A CRDT-Based Messenger in 12 Lines of Bash Using a Synced Folder

4 hours ago 2
mkdir -p $(dirname $0)/data; cd data

print_messages() {
clear
cat $(ls -tr | tail -n30)
printf "\033[31m$USER:\033[0m "
}
export -f print_messages

watchexec 2> /dev/null -- bash -c "print_messages" &

while read text; do
printf "\033[31m$USER:\033[0m $text\n\n" > "$(uuidgen)"
done

Put that script inside a folder, share the folder with someone via Syncthing or Dropbox or whatever, run it, and you should get this:


This is hardly a Discord killer, but as far as messengers go there are some interesting properties:

  1. There is no central authority or server that "owns" the messages
  2. An offline machine can write new messages that will propagate once it's back online
  3. All participating machines will show the same messages in the same order once they're synced, no matter what

There's nothing really novel about those three things; that's what you get out of the box with Conflict Free Replicated Data Types (CRDTs). So my goal with this blog post is to plant the seed in your mind that CRDTs are just generally cool, and they are very simple.

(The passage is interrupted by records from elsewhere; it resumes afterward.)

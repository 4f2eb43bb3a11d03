//! Ledger records exchanged with the gateway.

use std::collections::BTreeMap;
use std::ops::AddAssign;

use chrono::NaiveDate;
use misbuilder_shared::types::{
    AccountId, CompanyId, FiscalPeriodId, JournalId, MoveId, MoveLineId, PartnerId, TaxId,
};
use rust_decimal::Decimal;
use serde::{Deserialize, Serialize};

use crate::domain::{DomainValue, FieldSource};

/// Kind of a chart of accounts entry.
#[derive(Debug, Clone, Copy, PartialEq, Eq, Default, Serialize, Deserialize)]
#[serde(rename_all = "lowercase")]
pub enum AccountKind {
    /// Postable account.
    #[default]
    Regular,
    /// Parent account summing its children.
    View,
    /// Account summing a set of consolidated accounts.
    Consolidation,
}

impl AccountKind {
    /// Returns true for accounts that never hold postings themselves.
    #[must_use]
    pub const fn is_hierarchical(self) -> bool {
        matches!(self, Self::View | Self::Consolidation)
    }

    /// Returns the lowercase name used in filters.
    #[must_use]
    pub const fn as_str(self) -> &'static str {
        match self {
            Self::Regular => "regular",
            Self::View => "view",
            Self::Consolidation => "consolidation",
        }
    }
}

/// Partner balance an account keeps track of.
#[derive(Debug, Clone, Copy, PartialEq, Eq, Default, Serialize, Deserialize)]
#[serde(rename_all = "lowercase")]
pub enum AccountType {
    /// Neither receivable nor payable.
    #[default]
    Other,
    /// Amounts owed by customers.
    Receivable,
    /// Amounts owed to suppliers.
    Payable,
}

impl AccountType {
    /// Returns the lowercase name used in filters.
    #[must_use]
    pub const fn as_str(self) -> &'static str {
        match self {
            Self::Other => "other",
            Self::Receivable => "receivable",
            Self::Payable => "payable",
        }
    }
}

/// A chart of accounts entry.
#[derive(Debug, Clone, PartialEq, Eq, Serialize, Deserialize)]
pub struct Account {
    /// Unique identifier.
    pub id: AccountId,
    /// Owning company.
    #[serde(default)]
    pub company_id: Option<CompanyId>,
    /// Account code (e.g., "7010").
    pub code: String,
    /// Account name.
    pub name: String,
    /// Account kind.
    #[serde(default)]
    pub kind: AccountKind,
    /// Receivable, payable or other.
    #[serde(default)]
    pub internal_type: AccountType,
    /// Parent in the chart hierarchy.
    #[serde(default)]
    pub parent_id: Option<AccountId>,
    /// Accounts consolidated by a consolidation account.
    #[serde(default)]
    pub consolidated_ids: Vec<AccountId>,
}

impl FieldSource for Account {
    fn field(&self, name: &str) -> Option<DomainValue> {
        let value = match name {
            "id" => DomainValue::Id(self.id.into_inner()),
            "company_id" => DomainValue::opt_id(self.company_id),
            "code" => DomainValue::Str(self.code.clone()),
            "name" => DomainValue::Str(self.name.clone()),
            "kind" | "type" => DomainValue::from(self.kind.as_str()),
            "internal_type" => DomainValue::from(self.internal_type.as_str()),
            "parent_id" => DomainValue::opt_id(self.parent_id),
            _ => return None,
        };
        Some(value)
    }
}

/// State of the journal entry a line belongs to.
#[derive(Debug, Clone, Copy, PartialEq, Eq, Default, Serialize, Deserialize)]
#[serde(rename_all = "lowercase")]
pub enum MoveState {
    /// Not yet validated.
    #[default]
    Draft,
    /// Validated.
    Posted,
}

impl MoveState {
    /// Returns the lowercase name used in filters.
    #[must_use]
    pub const fn as_str(self) -> &'static str {
        match self {
            Self::Draft => "draft",
            Self::Posted => "posted",
        }
    }
}

/// A journal item, with the few fields of its entry that reports filter on.
#[derive(Debug, Clone, PartialEq, Eq, Serialize, Deserialize)]
pub struct MoveLine {
    /// Unique identifier.
    pub id: MoveLineId,
    /// Journal entry.
    pub move_id: MoveId,
    /// Journal entry number.
    #[serde(default)]
    pub move_name: String,
    /// Journal entry state.
    #[serde(default)]
    pub move_state: MoveState,
    /// Journal.
    pub journal_id: JournalId,
    /// Account.
    pub account_id: AccountId,
    /// Fiscal period of the entry.
    #[serde(default)]
    pub period_id: Option<FiscalPeriodId>,
    /// Owning company.
    #[serde(default)]
    pub company_id: Option<CompanyId>,
    /// Partner.
    #[serde(default)]
    pub partner_id: Option<PartnerId>,
    /// Partner display name.
    #[serde(default)]
    pub partner_name: Option<String>,
    /// Accounting date.
    pub date: NaiveDate,
    /// Line label.
    #[serde(default)]
    pub name: String,
    /// Reference of the entry.
    #[serde(default, rename = "ref")]
    pub reference: Option<String>,
    /// Due date.
    #[serde(default)]
    pub date_maturity: Option<NaiveDate>,
    /// Name of the full reconciliation clearing this line.
    #[serde(default)]
    pub reconcile_name: Option<String>,
    /// Date of that reconciliation.
    #[serde(default)]
    pub reconcile_date: Option<NaiveDate>,
    /// Debit amount.
    #[serde(default)]
    pub debit: Decimal,
    /// Credit amount.
    #[serde(default)]
    pub credit: Decimal,
    /// Tax this line is the tax amount of.
    #[serde(default)]
    pub tax_line_id: Option<TaxId>,
    /// Taxes applied on this line as a base.
    #[serde(default)]
    pub tax_ids: Vec<TaxId>,
}

impl MoveLine {
    /// Returns true if the line is not cleared on `date`.
    ///
    /// A reconciliation without a date clears the line whatever `date` is.
    #[must_use]
    pub fn is_open_at(&self, date: NaiveDate) -> bool {
        self.reconcile_name.is_none() || self.reconcile_date.is_some_and(|cleared| cleared > date)
    }
}

impl FieldSource for MoveLine {
    fn field(&self, name: &str) -> Option<DomainValue> {
        let value = match name {
            "id" => DomainValue::Id(self.id.into_inner()),
            "move_id" => DomainValue::Id(self.move_id.into_inner()),
            "move_name" => DomainValue::Str(self.move_name.clone()),
            "move_state" => DomainValue::from(self.move_state.as_str()),
            "journal_id" => DomainValue::Id(self.journal_id.into_inner()),
            "account_id" => DomainValue::Id(self.account_id.into_inner()),
            "period_id" => DomainValue::opt_id(self.period_id),
            "company_id" => DomainValue::opt_id(self.company_id),
            "partner_id" => DomainValue::opt_id(self.partner_id),
            "date" => DomainValue::Date(self.date),
            "name" => DomainValue::Str(self.name.clone()),
            "ref" => self.reference.clone().map_or(DomainValue::Null, DomainValue::Str),
            "date_maturity" => self.date_maturity.map_or(DomainValue::Null, DomainValue::Date),
            "reconcile_name" => self.reconcile_name.clone().map_or(DomainValue::Null, DomainValue::Str),
            "debit" => DomainValue::Number(self.debit),
            "credit" => DomainValue::Number(self.credit),
            "tax_line_id" => DomainValue::opt_id(self.tax_line_id),
            "tax_ids" => DomainValue::ids(self.tax_ids.iter().copied()),
            _ => return None,
        };
        Some(value)
    }
}

/// An accounting journal.
#[derive(Debug, Clone, PartialEq, Eq, Serialize, Deserialize)]
pub struct Journal {
    /// Unique identifier.
    pub id: JournalId,
    /// Owning company.
    #[serde(default)]
    pub company_id: Option<CompanyId>,
    /// Short code (e.g., "BNK").
    pub code: String,
    /// Journal name.
    pub name: String,
}

impl FieldSource for Journal {
    fn field(&self, name: &str) -> Option<DomainValue> {
        let value = match name {
            "id" => DomainValue::Id(self.id.into_inner()),
            "company_id" => DomainValue::opt_id(self.company_id),
            "code" => DomainValue::Str(self.code.clone()),
            "name" => DomainValue::Str(self.name.clone()),
            _ => return None,
        };
        Some(value)
    }
}

/// A tax definition.
#[derive(Debug, Clone, PartialEq, Eq, Serialize, Deserialize)]
pub struct Tax {
    /// Unique identifier.
    pub id: TaxId,
    /// Tax name.
    pub name: String,
    /// Short code shown on reports.
    #[serde(default)]
    pub description: Option<String>,
}

impl Tax {
    /// Returns the code when set, the name otherwise.
    #[must_use]
    pub fn label(&self) -> &str {
        self.description.as_deref().unwrap_or(&self.name)
    }
}

/// Debit and credit sums.
#[derive(Debug, Clone, Copy, PartialEq, Eq, Default, Serialize, Deserialize)]
pub struct DebitCredit {
    /// Total debit.
    pub debit: Decimal,
    /// Total credit.
    pub credit: Decimal,
}

impl DebitCredit {
    /// Creates a new pair.
    #[must_use]
    pub const fn new(debit: Decimal, credit: Decimal) -> Self {
        Self { debit, credit }
    }

    /// Debit minus credit.
    #[must_use]
    pub fn balance(&self) -> Decimal {
        self.debit - self.credit
    }
}

impl AddAssign for DebitCredit {
    fn add_assign(&mut self, rhs: Self) {
        self.debit += rhs.debit;
        self.credit += rhs.credit;
    }
}

/// Grouping of aggregate queries.
#[derive(Debug, Clone, Copy, PartialEq, Eq)]
pub enum GroupBy {
    /// One row per account, keyed by `Some(account_id)`.
    Account,
    /// A single row keyed by `None`.
    Nothing,
}

/// Ordering of fiscal period listings.
#[derive(Debug, Clone, Copy, PartialEq, Eq)]
pub enum PeriodOrder {
    /// Oldest first.
    StartAsc,
    /// Most recent first.
    StartDesc,
}

/// Result of an aggregate query.
pub type Aggregates = BTreeMap<Option<AccountId>, DebitCredit>;

/// A generic record returned by auxiliary queries, field name to value.
pub type RecordRow = BTreeMap<String, DomainValue>;

impl FieldSource for RecordRow {
    fn field(&self, name: &str) -> Option<DomainValue> {
        self.get(name).cloned()
    }
}

#[cfg(test)]
mod tests {
    use super::*;
    use crate::domain::Domain;
    use rust_decimal_macros::dec;

    #[test]
    fn test_debit_credit_accumulates() {
        let mut total = DebitCredit::default();
        total += DebitCredit::new(dec!(100), dec!(30));
        total += DebitCredit::new(dec!(5), dec!(80));
        assert_eq!(total, DebitCredit::new(dec!(105), dec!(110)));
        assert_eq!(total.balance(), dec!(-5));
    }

    #[test]
    fn test_hierarchical_kinds() {
        assert!(!AccountKind::Regular.is_hierarchical());
        assert!(AccountKind::View.is_hierarchical());
        assert!(AccountKind::Consolidation.is_hierarchical());
    }

    #[test]
    fn test_tax_label_prefers_description() {
        let mut tax = Tax {
            id: TaxId::new(),
            name: "VAT 21%".into(),
            description: Some("V21".into()),
        };
        assert_eq!(tax.label(), "V21");
        tax.description = None;
        assert_eq!(tax.label(), "VAT 21%");
    }

    #[test]
    fn test_move_line_tax_ids_match_membership() {
        let tax = TaxId::new();
        let line = MoveLine {
            id: MoveLineId::new(),
            move_id: MoveId::new(),
            move_name: "INV/001".into(),
            move_state: MoveState::Posted,
            journal_id: JournalId::new(),
            account_id: AccountId::new(),
            period_id: None,
            company_id: None,
            partner_id: None,
            partner_name: None,
            date: NaiveDate::from_ymd_opt(2024, 1, 5).unwrap(),
            name: "Sale".into(),
            reference: None,
            date_maturity: None,
            reconcile_name: None,
            reconcile_date: None,
            debit: dec!(0),
            credit: dec!(100),
            tax_line_id: None,
            tax_ids: vec![tax],
        };
        assert!(Domain::is_in("tax_ids", DomainValue::ids([tax])).matches(&line));
        assert!(Domain::eq("move_state", "posted").matches(&line));
        assert!(!Domain::eq("tax_line_id", DomainValue::ids([tax])).matches(&line));
    }

    #[test]
    fn test_line_is_open_until_its_reconciliation() {
        let on = |d| NaiveDate::from_ymd_opt(2024, 3, d).unwrap();
        let mut line = MoveLine {
            id: MoveLineId::new(),
            move_id: MoveId::new(),
            move_name: "INV/002".into(),
            move_state: MoveState::Posted,
            journal_id: JournalId::new(),
            account_id: AccountId::new(),
            period_id: None,
            company_id: None,
            partner_id: None,
            partner_name: None,
            date: on(1),
            name: "Invoice".into(),
            reference: Some("SO042".into()),
            date_maturity: Some(on(31)),
            reconcile_name: None,
            reconcile_date: None,
            debit: dec!(100),
            credit: dec!(0),
            tax_line_id: None,
            tax_ids: Vec::new(),
        };
        assert!(line.is_open_at(on(20)));

        line.reconcile_name = Some("A1".into());
        line.reconcile_date = Some(on(15));
        assert!(line.is_open_at(on(10)));
        assert!(!line.is_open_at(on(15)));

        line.reconcile_date = None;
        assert!(!line.is_open_at(on(1)));
        assert!(Domain::eq("ref", "SO042").matches(&line));
    }
}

And even though this little messenger is kinda toy-ish, it's completely solid and I use it to communicate with a (equally nerdy) friend of mine. I've used the same technique to create a time tracker that I can use on different machines without every worrying about being online or things getting out of sync. We're obviously relying on a file sync program to do some heavy lifting here, but because the data is "conflict free", something as simple as rsync or scp would work (and always work) just fine.

The Bash Script

There's not much to it, so I'll run through it quick.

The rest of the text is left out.